* _Exercise instructions_
Give the number of lines in the data that contain "cloned", and nothing more.

* _Input_
impl<'a, 'c> FileWriter<'a, 'c> {
    fn use_hook(&mut self, hook: &'static str) {
        if !self.hooks.contains(&hook) {
            self.hooks.push(hook);
        }
    }

    fn style_of(&self, node: &ComponentNode) -> Option<ResolvedStyle> {
        self.styles
            .get(node.path.as_str())
            .filter(|s| !s.is_empty())
            .cloned()
    }

    fn function(&mut self, def: &ComponentNode, exported: bool) -> String {
        self.fn_usage = StyleUsage::default();
        let name = def.resolved_name().unwrap_or(def.display_name()).to_string();
        let (params, mut outer) = match &def.kind {
            NodeKind::Component {
                params: Some(pattern),
            } => (opaque(&pattern.render()), pattern.bound_names()),
            _ => (String::new(), vec![]),
        };

        let consumes = self.ctx.contexts.consumes(def);
        let provides = self.ctx.contexts.provides(def);
        if !consumes.is_empty() {
            self.use_hook(USE_CONTEXT);
        }
        for id in consumes
            .iter()
            .map(|c| &c.identifier)
            .chain(provides.iter().map(|p| &p.identifier))
        {
            self.context_ids.insert(id.clone());
        }

        outer.extend(consumes.iter().map(|c| c.local.clone()));
        let mut statements = normalize(&def.expressions);
        let redeclared = mark_redeclarations(&mut statements, &outer);
        for hook in hooks_used(&statements) {
            self.use_hook(hook);
        }

        let mut markup = self.root_markup(def);
        for provide in provides.iter().rev() {
            let open = format!(
                "{}.Provider value={{{}}}",
                provide.identifier,
                opaque(&provide.value)
            );
            let tag = format!("{}.Provider", provide.identifier);
            markup = Some(wrap(&open, &tag, markup.into_iter().collect()));
        }

        let mut body: Vec<String> = consumes
            .iter()
            .map(|c| {
                let keyword = if redeclared.contains(&c.local) { "var" } else { "const" };
                c.declare(keyword)
            })
            .collect();
        body.extend(self.ctx.target.style_prelude(self.fn_usage));
        body.extend(statements.iter().map(|s| opaque(&s.render())));
        body.push(match markup {
            Some(m) if m.contains('\n') => format!("return (\n{}\n);", indent(&m)),
            Some(m) => format!("return {};", m),
            None => "return null;".to_string(),
        });

        // Named inline definitions can be rendered from other files.
        let export = if exported {
            "export default "
        } else if def.name.is_some() {
            "export "
        } else {
            ""
        };
        format!(
            "{}function {}({}) {{\n{}\n}}",
            export,
            name,
            params,
            indent(&body.join("\n"))
        )
    }

    // ───────────────────────────────────────────────────────────────────────────
    // Markup
    // ───────────────────────────────────────────────────────────────────────────

    /// The definition's returned markup, with component-level style applied to
    /// the single root element or to a generated container.
    fn root_markup(&mut self, def: &ComponentNode) -> Option<String> {
        let own = self.style_of(def);
        if let Some(style) = &own {
            if let [Child::Node(root)] = def.children.as_slice() {
                if let NodeKind::Element(tag) = &root.kind {
                    return Some(self.element(root, tag, Some(style)));
                }
            }
            let items = self.children(&def.children);
            let container = self.ctx.target.container_tag();
            self.tags.insert(container.to_string());
            let attrs = self.attributes(&[], Some(style), None);
            return Some(element_text(container, &attrs, items));
        }
        self.body(&def.children)
    }

    /// Single JSX expression for a list of children: the element itself, a
    /// fragment, or `None` when empty.
    fn body(&mut self, children: &[Child]) -> Option<String> {
        let single_element = matches!(
            children,
            [Child::Node(n)] if matches!(n.kind, NodeKind::Element(_) | NodeKind::Component { .. })
        );
        let items = self.children(children);
        match items.len() {
            0 => None,
            1 if single_element => items.into_iter().next(),
            _ => Some(wrap("", "", items)),
        }
    }

    fn children(&mut self, children: &[Child]) -> Vec<String> {
        children.iter().map(|c| self.child(c)).collect()
    }

    fn child(&mut self, child: &Child) -> String {
        match child {
            Child::Text(text) => opaque(&jsx_text(text)),
            Child::Primitive(value) => opaque(&format!("{{{}}}", value)),
            Child::Script(code) => format!("{{{}}}", opaque(code)),
            Child::Node(node) => self.node(node),
        }
    }

    fn node(&mut self, node: &ComponentNode) -> String {
        match &node.kind {
            NodeKind::Component { .. } => {
                format!("<{} />", node.resolved_name().unwrap_or(node.display_name()))
            }
            NodeKind::Element(tag) => self.element(node, tag, None),
            NodeKind::Script(code) => format!("{{{}}}", opaque(code)),
            NodeKind::Map { data, var, index } => {
                let params = match index {
                    Some(i) => format!("{}, {}", var.render(), i),
                    None => var.render(),
                };
                let params = opaque(&params);
                let inner = self.body(&node.children).unwrap_or_else(|| "null".to_string());
                format!(
                    "{{{}.map(({}) => (\n{}\n))}}",
                    opaque(&operand(data)),
                    params,
                    indent(&inner)
                )
            }
            NodeKind::If {
                condition,
                otherwise,
            } => {
                let then = self.body(&node.children).unwrap_or_else(|| "null".to_string());
                if otherwise.is_empty() {
                    format!(
                        "{{{} && (\n{}\n)}}",
                        opaque(&operand(condition)),
                        indent(&then)
                    )
                } else {
                    let other = self.body(otherwise).unwrap_or_else(|| "null".to_string());
                    format!(
                        "{{{} ? (\n{}\n) : (\n{}\n)}}",
                        opaque(&operand(condition)),
                        indent(&then),
                        indent(&other)
                    )
                }
            }
        }
    }

    fn element(&mut self, node: &ComponentNode, tag: &str, inherited: Option<&ResolvedStyle>) -> String {
        let tag = match self.ctx.names.component(tag) {
            Some(entry) => {
                if entry.owner != self.index {
                    let owner = &self.ctx.app.components[entry.owner];
                    self.references.insert(Reference {
                        file: owner.resolved_name().unwrap_or(owner.display_name()).to_string(),
                        identifier: entry.identifier.clone(),
                        default: entry.top_level,
                    });
                }
                entry.identifier.clone()
            }
            None => {
                self.tags.insert(tag.to_string());
                tag.to_string()
            }
        };
        let own = self.style_of(node);
        let attrs = self.attributes(&node.props, inherited, own.as_ref());
        let items = self.children(&node.children);
        element_text(&tag, &attrs, items)
    }

    // ───────────────────────────────────────────────────────────────────────────
    // Attributes
    // ───────────────────────────────────────────────────────────────────────────

    fn attributes(
        &mut self,
        props: &[PropEntry],
        inherited: Option<&ResolvedStyle>,
        own: Option<&ResolvedStyle>,
    ) -> Vec<String> {
        let class_attr = self.ctx.target.class_attribute();
        let styles: Vec<&ResolvedStyle> = inherited.into_iter().chain(own).collect();

        let mut classes: Vec<ValueExpr> = styles
            .iter()
            .filter_map(|s| s.class_name.clone())
            .map(|c| ValueExpr::Literal(Value::String(c)))
            .collect();
        let mut fragments: Vec<StyleFragment> = styles
            .iter()
            .flat_map(|s| s.runtime.iter().cloned())
            .collect();

        let mut attrs = vec![];
        for entry in props {
            match entry {
                PropEntry::Spread(code) => attrs.push(format!("{{...{}}}", opaque(code))),
                PropEntry::Attributes(map) => {
                    for (key, value) in map {
                        match (key.as_str(), class_attr) {
                            (k, Some(attr)) if k == attr || k == "class" => classes.push(value.clone()),
                            ("style", _) if !fragments.is_empty() => {
                                fragments.push(StyleFragment::Dynamic(value.to_code()))
                            }
                            _ => attrs.push(opaque(&jsx_attribute(key, value))),
                        }
                    }
                }
            }
        }

        if let Some(attr) = class_attr {
            if let Some(class) = class_value(&classes) {
                attrs.insert(0, format!("{}={}", attr, opaque(&class)));
            }
        }
        if let Some(style) = self.ctx.target.style_attribute(&fragments) {
            let usage = self.ctx.target.style_usage(&fragments);
            self.fn_usage.absorb(usage);
            self.file_usage.absorb(usage);
            attrs.push(format!("style={{{}}}", opaque(&style)));
        }
        attrs
    }

    // ───────────────────────────────────────────────────────────────────────────
    // Imports
    // ───────────────────────────────────────────────────────────────────────────

    fn implicit_imports(&self, is_root: bool) -> Vec<ImportSpec> {
        let options = self.ctx.options;
        let target = self.ctx.target;
        let prefix = root_prefix(&options.component_dir);
        let mut specs = vec![];

        if target.imports_stylesheets() && is_root {
            let style_dir = options.style_dir.trim_end_matches('/');
            specs.push(side_effect_import(&format!(
                "{}{}/{}",
                prefix, style_dir, GLOBAL_STYLESHEET
            )));
            specs.push(side_effect_import(&format!(
                "{}{}/{}",
                prefix, style_dir, STYLE_MODULE
            )));
        }
        if !self.hooks.is_empty() {
            specs.push(named_import("react", &self.hooks));
        }
        if !self.context_ids.is_empty() {
            let ids: Vec<&str> = self.context_ids.iter().map(String::as_str).collect();
            specs.push(named_import(&format!("{}contexts", prefix), &ids));
        }
        specs.extend(target.style_imports(self.file_usage, &options.runtime_module));
        specs.extend(self.tags.iter().filter_map(|t| target.element_import(t)));
        for reference in &self.references {
            let source = format!("./{}", reference.file);
            specs.push(if reference.default {
                default_import(&source, &reference.identifier)
            } else {
                named_import(&source, &[reference.identifier.as_str()])
            });
        }
        specs
    }
}

// ═══════════════════════════════════════════════════════════════════════════════
// OPAQUE TEXT
// ═══════════════════════════════════════════════════════════════════════════════

/// Private-use marker carrying user newlines through `indent`.
const OPAQUE_ESCAPE: char = '\u{E000}';

/// Encodes user text so layout never touches its line breaks: `\n` becomes
/// marker + `n` and the marker itself is doubled. Undone by `restore_opaque`.
fn opaque(text: &str) -> String {
    let mut out = String::with_capacity(text.len());
    for c in text.chars() {
        match c {
            '\n' => {
                out.push(OPAQUE_ESCAPE);
                out.push('n');
            }
            OPAQUE_ESCAPE => {
                out.push(OPAQUE_ESCAPE);
                out.push(OPAQUE_ESCAPE);
            }
            c => out.push(c),
        }
    }
    out
}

* _The answer_
2